THE egalitarian and revolutionary ideals invoked by Iraqi President Saddam Hussein have rallied the support of millions of Arabs and Muslims. But inside Iraq, some critics and even supporters argue that the inconsistency between his slogans and his repressive system could backfire against the leadership.

This debate, which seems confined to a closed circles of intellectuals, does not appear to be evolving into an organized opposition movement. Nor is there any indication that Western pressure is creating an internal upheaval in Iraq, despite isolated reports of mutinies in the military.

To the contrary, the United States-led campaign against Iraq's Aug. 2 occupation of Kuwait is met with scorn among Saddam's supporters and critics alike.
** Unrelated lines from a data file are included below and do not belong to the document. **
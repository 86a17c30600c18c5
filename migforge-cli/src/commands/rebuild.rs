//! `migforge rebuild` and `migforge check`

use crate::config::MigforgeConfig;
use anyhow::{Context, Result};
use migforge::Rebuilder;

/// Rebuild the registry, or print it with `dry_run`
pub async fn run(config: &MigforgeConfig, dry_run: bool) -> Result<()> {
    let engine = config.engine()?;
    let rebuilder = Rebuilder::new(&engine, &config.extension)?;

    if dry_run {
        let content = rebuilder
            .render(&config.directory, &config.package, &config.registry)
            .with_context(|| format!("Failed to render registry for '{}'", config.directory.display()))?;
        print!("{}", content);
        return Ok(());
    }

    let outcome = rebuilder
        .rebuild(&config.directory, &config.package, &config.registry)
        .with_context(|| format!("Failed to rebuild registry '{}'", config.registry.display()))?;

    if outcome.changed {
        println!(
            "✅ Registry rebuilt: {} ({} migrations)",
            config.registry.display(),
            outcome.count
        );
    } else {
        println!(
            "✅ Registry already up to date: {} ({} migrations)",
            config.registry.display(),
            outcome.count
        );
    }
    Ok(())
}

/// Fail when the registry on disk differs from a fresh rebuild
pub async fn check(config: &MigforgeConfig) -> Result<()> {
    let engine = config.engine()?;
    let rebuilder = Rebuilder::new(&engine, &config.extension)?;

    let up_to_date = rebuilder
        .check(&config.directory, &config.package, &config.registry)
        .with_context(|| format!("Failed to check registry '{}'", config.registry.display()))?;

    if !up_to_date {
        anyhow::bail!(
            "Registry '{}' is out of date. Run `migforge rebuild`.",
            config.registry.display()
        );
    }

    println!("✅ Registry is up to date: {}", config.registry.display());
    Ok(())
}
use anyhow::Context;
use clap::{Parser, Subcommand};
use std::path::PathBuf;

mod commands;
mod config;

use commands::OutputFormat;
use config::MigforgeConfig;

#[derive(Parser)]
#[command(name = "migforge")]
#[command(about = "Scaffold database migrations and keep their registry in execution order")]
#[command(version = env!("CARGO_PKG_VERSION"))]
struct Cli {
    #[command(subcommand)]
    command: Commands,

    /// Project directory (defaults to current directory)
    #[arg(short = 'P', long, global = true)]
    project: Option<PathBuf>,

    /// Config file (defaults to migforge.toml in the project directory)
    #[arg(short, long, global = true)]
    config: Option<PathBuf>,

    /// Migrations directory, overrides the config file
    #[arg(short, long, global = true)]
    dir: Option<PathBuf>,

    /// Registry file, overrides the config file
    #[arg(short, long, global = true)]
    registry: Option<PathBuf>,

    /// Verbose output
    #[arg(short, long, global = true)]
    verbose: bool,
}

#[derive(Subcommand)]
enum Commands {
    /// Create a new migration and rebuild the registry
    Create(commands::create::CreateCommand),

    /// Rebuild the registry from the migrations directory
    Rebuild {
        /// Print the registry instead of writing it
        #[arg(long)]
        dry_run: bool,
    },

    /// Fail if the registry is out of date
    Check,

    /// List migrations in execution order
    List {
        /// Output format
        #[arg(short, long, value_enum, default_value = "table")]
        format: OutputFormat,
    },

    /// Database operations
    Db(commands::db::DbCommand),
}

#[tokio::main]
async fn main() -> anyhow::Result<()> {
    let cli = Cli::parse();

    // Initialize logging
    if cli.verbose {
        env_logger::Builder::from_env(env_logger::Env::default().default_filter_or("debug")).init();
    } else {
        env_logger::Builder::from_env(env_logger::Env::default().default_filter_or("info")).init();
    }

    let project_path = match cli.project {
        Some(path) => path,
        None => std::env::current_dir().context("Failed to determine the current directory")?,
    };

    let mut config = MigforgeConfig::load(&project_path, cli.config.as_deref())?;
    if let Some(dir) = &cli.dir {
        config = config.with_directory(dir);
    }
    if let Some(registry) = &cli.registry {
        config = config.with_registry(registry);
    }
    log::debug!(
        "Migrations in {}, registry at {}",
        config.directory.display(),
        config.registry.display()
    );

    match cli.command {
        Commands::Create(create_cmd) => create_cmd.execute(&config).await,
        Commands::Rebuild { dry_run } => commands::rebuild::run(&config, dry_run).await,
        Commands::Check => commands::rebuild::check(&config).await,
        Commands::List { format } => commands::list::run(&config, format).await,
        Commands::Db(db_cmd) => db_cmd.execute(&config).await,
    }
}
``If Saddam were complying with US whims, the West would not have made a big fuss about his domestic policies,'' says an artist, who expressed disillusionment with Arab nationalist leaders who did not allow democracy.

Iraq has tortured and killed opponents of the regime, says Amnesty International, an international human rights group.

In a closely controlled society like Iraq, it is difficult to measure public opinion. After the sudden collapse of communist regimes in Eastern European, many Arab intellectuals expressed concern that the years of Iraqi repression could result in a backlash against nationalist and egalitarian ideas.

Such a scenario would be a nightmare for millions of Saddam's supporters and for intellectuals and activists who hope that the current confrontation with the West will bring about a more equal and sovereign Arab order in the region.

Some intellectuals in Iraq, and even in Jordan, warn that, as in the case of Gamal Abdel Nasser, the late Egyptian president, Saddam's pitfall may prove to be his stringent restrictions on political freedoms.

``In this very place, we demonstrated in the '50s in support of Abdel Nasser,'' says the artist, pointing to historic downtown Rashid Street. ``We were proud of his challenge to the West, but oblivious to repression in Egypt.''

But this repression backlashed in Egypt and paved the way for Anwar Sadat to reverse Nasser's nationalist policies and turn the country into a key Western ally. Sadat was assassinated October 1981.

Strong supporters of Saddam and members of his Baathist Party argue that any criticism of Iraqi domestic policies will play into the hands of the West.

``No voice should be louder than that of the nationalist battle,'' is the slogan of Saddam's supporters.

But in Baghdad, intellectuals from within and outside the Baathist Party directly challenge this slogan.

``Many Arab and third-world regimes used the nationalist struggle as a pretext to justify authoritarianism,'' says an Iraqi novelist.

Elias Farah, a senior official in the Baathist Nationalist Command, also stresses that Baathism and nationalism are not incompatible with democracy.

``The dangers which face the Arab world ... do not justify the sacrifice of democracy,'' Dr. Farah said in an interview in the imposing edifice of the Baathist National Command.

The Syrian-born philospher, who spoke in general terms without a specific reference to Iraq, argues, however, that the democratic model in the West is hypocritical in dealing with human rights in the third world.

Farah accused the West and the US in particular of treating third-world countries as ``guinea pigs in a laboratory'' by interrupting the natural socioeconomic development toward democracy through political and military interventions.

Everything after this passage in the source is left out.